Photo by Dakota Fine
Although police do not believe these crimes to be related, for Corado, they signal a culture of hate. She thinks the police need to do more.
"We have become the target, and someone has to be responsible for it," she says. "In my opinion, it really starts with the accountability of those that are out there to protect us."
As we talk in the street, police arrive at the vandalized memorial and begin collecting parts of it as evidence. D.C. Police Commander Robert Contee is among those who arrived on the scene.
"We've definitely stepped up patrols over here in this area. We've assigned additional resources," he says. "There are quite a few things that are going on over here. [We're] just talking to a lot of people to see if we can gain more insight into the offense."

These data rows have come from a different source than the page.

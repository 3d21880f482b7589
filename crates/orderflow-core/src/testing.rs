//! Test doubles for the consumer runtime.
//!
//! Faults are scripted per key and consumed in order, so a test states
//! exactly which attempts fail and how. Nothing here is random and none of
//! it is wired into the production handler.

use std::collections::{HashMap, HashSet, VecDeque};
use std::sync::{Mutex, MutexGuard, PoisonError};
use std::time::Duration;

use async_trait::async_trait;
use orderflow_types::Envelope;
use tokio::time::Instant;

use crate::handler::{MessageHandler, ProcessingError};

/// A failure to inject into one attempt.
#[derive(Debug, Clone, PartialEq)]
pub enum Fault {
    Fail(ProcessingError),
    Panic(String),
}

/// Decides, per attempt, whether the wrapped handler should fail instead.
pub trait FaultInjector: Send + Sync {
    fn inject(&self, envelope: &Envelope) -> Option<Fault>;
}

fn lock<T>(mutex: &Mutex<T>) -> MutexGuard<'_, T> {
    mutex.lock().unwrap_or_else(PoisonError::into_inner)
}

/// Per-key queues of faults.
///
/// Each attempt for a key pops the next fault; once the queue is empty the
/// key's permanent fault (if any) applies, otherwise the attempt runs.
#[derive(Debug, Default)]
pub struct ScriptedFaults {
    queued: Mutex<HashMap<String, VecDeque<Fault>>>,
    permanent: Mutex<HashMap<String, Fault>>,
}

impl ScriptedFaults {
    pub fn new() -> Self {
        Self::default()
    }

    /// Fail the next `times` attempts for `key` with `error`.
    pub fn fail_times(self, key: &str, times: usize, error: ProcessingError) -> Self {
        lock(&self.queued)
            .entry(key.to_string())
            .or_default()
            .extend(std::iter::repeat(Fault::Fail(error)).take(times));
        self
    }

    /// Fail every attempt for `key` once the queued faults are used up.
    pub fn fail_always(self, key: &str, error: ProcessingError) -> Self {
        lock(&self.permanent).insert(key.to_string(), Fault::Fail(error));
        self
    }

    /// Panic on the next attempt for `key`.
    pub fn panic_once(self, key: &str, message: &str) -> Self {
        lock(&self.queued)
            .entry(key.to_string())
            .or_default()
            .push_back(Fault::Panic(message.to_string()));
        self
    }
}

impl FaultInjector for ScriptedFaults {
    fn inject(&self, envelope: &Envelope) -> Option<Fault> {
        if let Some(fault) = lock(&self.queued)
            .get_mut(&envelope.key)
            .and_then(VecDeque::pop_front)
        {
            return Some(fault);
        }
        lock(&self.permanent).get(&envelope.key).cloned()
    }
}

/// Runs the injector before delegating to the wrapped handler.
pub struct FaultInjectingHandler<H> {
    inner: H,
    injector: Box<dyn FaultInjector>,
}

impl<H: MessageHandler> FaultInjectingHandler<H> {
    pub fn new(inner: H, injector: impl FaultInjector + 'static) -> Self {
        Self {
            inner,
            injector: Box::new(injector),
        }
    }
}

#[async_trait]
impl<H: MessageHandler> MessageHandler for FaultInjectingHandler<H> {
    async fn process(&self, envelope: &Envelope) -> Result<(), ProcessingError> {
        match self.injector.inject(envelope) {
            Some(Fault::Fail(error)) => Err(error),
            Some(Fault::Panic(message)) => panic!("{message}"),
            None => self.inner.process(envelope).await,
        }
    }
}

/// Handler that accepts everything.
#[derive(Debug, Clone, Copy, Default)]
pub struct AcceptAll;

#[async_trait]
impl MessageHandler for AcceptAll {
    async fn process(&self, _envelope: &Envelope) -> Result<(), ProcessingError> {
        Ok(())
    }
}

/// One handler invocation as seen by [`RecordingHandler`].
#[derive(Debug, Clone, PartialEq)]
pub struct Attempt {
    pub key: String,
    pub partition: i32,
    pub offset: i64,
    pub attempt: u32,
    pub started_at: Instant,
}

#[derive(Default)]
struct Recording {
    attempts: Vec<Attempt>,
    in_flight: HashSet<String>,
    running: usize,
    max_running: usize,
    overlaps: usize,
}

/// Records every attempt and flags a key processed by two tasks at once.
pub struct RecordingHandler<H> {
    inner: H,
    work_time: Duration,
    recording: Mutex<Recording>,
}

impl<H: MessageHandler> RecordingHandler<H> {
    pub fn new(inner: H) -> Self {
        Self {
            inner,
            work_time: Duration::ZERO,
            recording: Mutex::new(Recording::default()),
        }
    }

    /// Hold each attempt open for `work_time` before running the inner
    /// handler, widening the window in which overlaps would show.
    pub fn with_work_time(mut self, work_time: Duration) -> Self {
        self.work_time = work_time;
        self
    }

    pub fn attempts(&self) -> Vec<Attempt> {
        lock(&self.recording).attempts.clone()
    }

    pub fn attempts_for(&self, key: &str) -> Vec<Attempt> {
        lock(&self.recording)
            .attempts
            .iter()
            .filter(|attempt| attempt.key == key)
            .cloned()
            .collect()
    }

    /// Times an attempt started while another attempt for the same key was
    /// still running.
    pub fn overlaps(&self) -> usize {
        lock(&self.recording).overlaps
    }

    /// Highest number of attempts running at the same time, over all keys.
    pub fn max_concurrency(&self) -> usize {
        lock(&self.recording).max_running
    }

    fn enter(&self, envelope: &Envelope) {
        let mut recording = lock(&self.recording);
        recording.attempts.push(Attempt {
            key: envelope.key.clone(),
            partition: envelope.partition,
            offset: envelope.offset,
            attempt: envelope.attempt,
            started_at: Instant::now(),
        });
        if !recording.in_flight.insert(envelope.key.clone()) {
            recording.overlaps += 1;
        }
        recording.running += 1;
        recording.max_running = recording.max_running.max(recording.running);
    }
}

/// Leaves the in-flight set on drop, so panicking attempts are accounted
/// for too.
struct InFlight<'a> {
    recording: &'a Mutex<Recording>,
    key: String,
}

impl Drop for InFlight<'_> {
    fn drop(&mut self) {
        let mut recording = lock(self.recording);
        recording.in_flight.remove(&self.key);
        recording.running = recording.running.saturating_sub(1);
    }
}

#[async_trait]
impl<H: MessageHandler> MessageHandler for RecordingHandler<H> {
    async fn process(&self, envelope: &Envelope) -> Result<(), ProcessingError> {
        self.enter(envelope);
        let _in_flight = InFlight {
            recording: &self.recording,
            key: envelope.key.clone(),
        };
        if !self.work_time.is_zero() {
            tokio::time::sleep(self.work_time).await;
        }
        self.inner.process(envelope).await
    }
}
//! Broker client capability.
//!
//! The pipeline only talks to the log through these traits. Consumer-group
//! membership and partition rebalancing belong to the implementation; the
//! core never performs them itself.
//!
//! Implementations:
//! - `MemoryBroker` (this crate) - in-process log for tests and dry runs
//! - `KafkaBroker` (orderflow-kafka) - rdkafka producer and consumer

use async_trait::async_trait;
use orderflow_types::Envelope;

use crate::error::{BrokerError, PublishError};

/// A record to append to a topic.
#[derive(Debug, Clone, PartialEq)]
pub struct OutboundRecord {
    pub topic: String,
    pub key: String,
    pub payload: Vec<u8>,
    pub headers: Vec<(String, String)>,
    /// Explicit partition; `None` lets the broker hash the key.
    pub partition: Option<i32>,
}

impl OutboundRecord {
    pub fn new(topic: impl Into<String>, key: impl Into<String>, payload: Vec<u8>) -> Self {
        Self {
            topic: topic.into(),
            key: key.into(),
            payload,
            headers: Vec::new(),
            partition: None,
        }
    }

    pub fn with_headers(mut self, headers: Vec<(String, String)>) -> Self {
        self.headers = headers;
        self
    }
}

/// Where the broker placed an appended record.
#[derive(Debug, Clone, PartialEq, Eq)]
pub struct Delivery {
    pub topic: String,
    pub partition: i32,
    pub offset: i64,
}

#[async_trait]
pub trait Publisher: Send + Sync {
    /// Append one record and wait for the broker's acknowledgement.
    async fn publish(&self, record: OutboundRecord) -> Result<Delivery, PublishError>;
}

#[async_trait]
pub trait Subscriber: Send + Sync {
    /// Join `group_id` and start receiving records from `topic`.
    async fn subscribe(&self, topic: &str, group_id: &str) -> Result<(), BrokerError>;

    /// Pull up to `max` envelopes.
    ///
    /// Returns an empty batch when nothing arrives within the
    /// implementation's poll timeout.
    async fn poll(&self, max: usize) -> Result<Vec<Envelope>, BrokerError>;

    /// Mark `offset` as processed; after a restart consumption resumes at
    /// `offset + 1`.
    async fn commit(&self, topic: &str, partition: i32, offset: i64) -> Result<(), BrokerError>;

    /// Move the fetch position back so that `offset` is delivered again by
    /// a later poll.
    async fn rewind(&self, topic: &str, partition: i32, offset: i64) -> Result<(), BrokerError>;
}

/// A broker usable for both publishing and consuming.
pub trait BrokerClient: Publisher + Subscriber {}

impl<T: Publisher + Subscriber> BrokerClient for T {}
//! Fixed-interval retry policy and the scheduler that applies it.

use std::time::Duration;

use orderflow_types::{Envelope, Verdict};

use crate::error::ConfigError;

pub const DEFAULT_MAX_ATTEMPTS: u32 = 5;
pub const DEFAULT_BACKOFF_INTERVAL: Duration = Duration::from_millis(3000);
pub const DEFAULT_WORKER_CONCURRENCY: usize = 3;

/// Process-wide retry settings, fixed at startup.
#[derive(Debug, Clone, Copy, PartialEq, Eq)]
pub struct RetryPolicy {
    /// Retries allowed after the first attempt
    pub max_attempts: u32,
    /// Wait between two attempts of the same envelope
    pub backoff_interval: Duration,
    /// Number of workers in the consumer pool
    pub worker_concurrency: usize,
}

impl RetryPolicy {
    pub fn new(
        max_attempts: u32,
        backoff_interval: Duration,
        worker_concurrency: usize,
    ) -> Result<Self, ConfigError> {
        if worker_concurrency == 0 {
            return Err(ConfigError::Invalid(
                "worker concurrency must be at least 1".to_string(),
            ));
        }
        Ok(Self {
            max_attempts,
            backoff_interval,
            worker_concurrency,
        })
    }
}

impl Default for RetryPolicy {
    fn default() -> Self {
        Self {
            max_attempts: DEFAULT_MAX_ATTEMPTS,
            backoff_interval: DEFAULT_BACKOFF_INTERVAL,
            worker_concurrency: DEFAULT_WORKER_CONCURRENCY,
        }
    }
}

/// What to do with an envelope after a failed attempt.
#[derive(Debug, Clone, PartialEq, Eq)]
pub enum RetryDecision {
    /// Wait, then run the next attempt on the same worker.
    RetryAfter(Duration),
    /// Hand the envelope to the dead-letter router now.
    DeadLetter { reason: String },
}

#[derive(Debug, Clone)]
pub struct RetryScheduler {
    policy: RetryPolicy,
}

impl RetryScheduler {
    pub fn new(policy: RetryPolicy) -> Self {
        Self { policy }
    }

    pub fn policy(&self) -> &RetryPolicy {
        &self.policy
    }

    /// Decide between another attempt and the dead-letter topic.
    ///
    /// Terminal verdicts bypass backoff regardless of the attempt count.
    pub fn decide(&self, envelope: &Envelope, verdict: &Verdict) -> RetryDecision {
        match verdict {
            Verdict::Terminal(cause) => RetryDecision::DeadLetter {
                reason: cause.clone(),
            },
            Verdict::Retryable(cause) if envelope.attempt >= self.policy.max_attempts => {
                RetryDecision::DeadLetter {
                    reason: format!(
                        "retries exhausted after {} attempts: {cause}",
                        envelope.attempts_made()
                    ),
                }
            }
            Verdict::Retryable(_) => RetryDecision::RetryAfter(self.policy.backoff_interval),
        }
    }
}
impl RuntimeSettings {
    pub fn new(topic: impl Into<String>, group_id: impl Into<String>) -> Self {
        Self {
            topic: topic.into(),
            group_id: group_id.into(),
            poll_batch_size: 100,
            max_buffered: 1000,
            shutdown_grace: Duration::from_secs(30),
        }
    }
}

/// Counters shared by the poller and workers.
#[derive(Debug, Default)]
pub struct RuntimeStats {
    attempts: AtomicU64,
    committed: AtomicU64,
    retries: AtomicU64,
    dead_lettered: AtomicU64,
    rewound: AtomicU64,
    skipped: AtomicU64,
}

#[derive(Debug, Clone, Copy, Default, PartialEq, Eq)]
pub struct StatsSnapshot {
    /// Handler invocations
    pub attempts: u64,
    /// Offsets committed, after success or dead-lettering
    pub committed: u64,
    /// Attempts scheduled after a backoff
    pub retries: u64,
    pub dead_lettered: u64,
    /// Dead-letter publishes that failed and rewound their partition
    pub rewound: u64,
    /// Envelopes dropped because their partition was rewound
    pub skipped: u64,
}

impl RuntimeStats {
    pub fn snapshot(&self) -> StatsSnapshot {
        StatsSnapshot {
            attempts: self.attempts.load(Ordering::SeqCst),
            committed: self.committed.load(Ordering::SeqCst),
            retries: self.retries.load(Ordering::SeqCst),
            dead_lettered: self.dead_lettered.load(Ordering::SeqCst),
            rewound: self.rewound.load(Ordering::SeqCst),
            skipped: self.skipped.load(Ordering::SeqCst),
        }
    }
}

/// Worker index owning `partition`.
pub fn worker_for(partition: i32, workers: usize) -> usize {
    partition.rem_euclid(workers.max(1) as i32) as usize
}

pub struct ConsumerRuntime {
    subscriber: Arc<dyn Subscriber>,
    settings: RuntimeSettings,
    workers: usize,
    pipeline: Arc<Pipeline>,
}

/// Everything a worker needs to drive one envelope to a terminal state.
struct Pipeline {
    subscriber: Arc<dyn Subscriber>,
    handler: Arc<dyn MessageHandler>,
    classifier: FailureClassifier,
    scheduler: RetryScheduler,
    router: DeadLetterRouter,
    stats: Arc<RuntimeStats>,
}

/// How a single envelope left its worker.
enum Outcome {
    Committed,
    DeadLettered,
    Rewound,
    Abandoned,
}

The violence that has struck Washington's transgender community is alarming, but not unusual, according to a national poll released this year.
"There is no safe city — there is no safe state — for transgender people in the United States," says Lisa Mottet, a co-author of the National Transgender Discrimination Survey.
The study, conducted by the National Gay and Lesbian Task Force and the National Center for Transgender Equality, surveyed nearly 6,500 transgender Americans.
"Overall, we found that 26 percent of transgender folks had experienced some type of physical assault because they were transgender," Mottet says.
And well over half of those polled said they have experienced serious discrimination. This includes being incarcerated, evicted, or fired because of their gender identity.
Washington, along with other jurisdictions, has extended legal protections to transgender people.
Ten years ago, only two states had such laws. Now, 15 states do.
But Mottet says it isn't up to policymakers and police officers alone to curb discrimination against transgender people: It's up to society as a whole.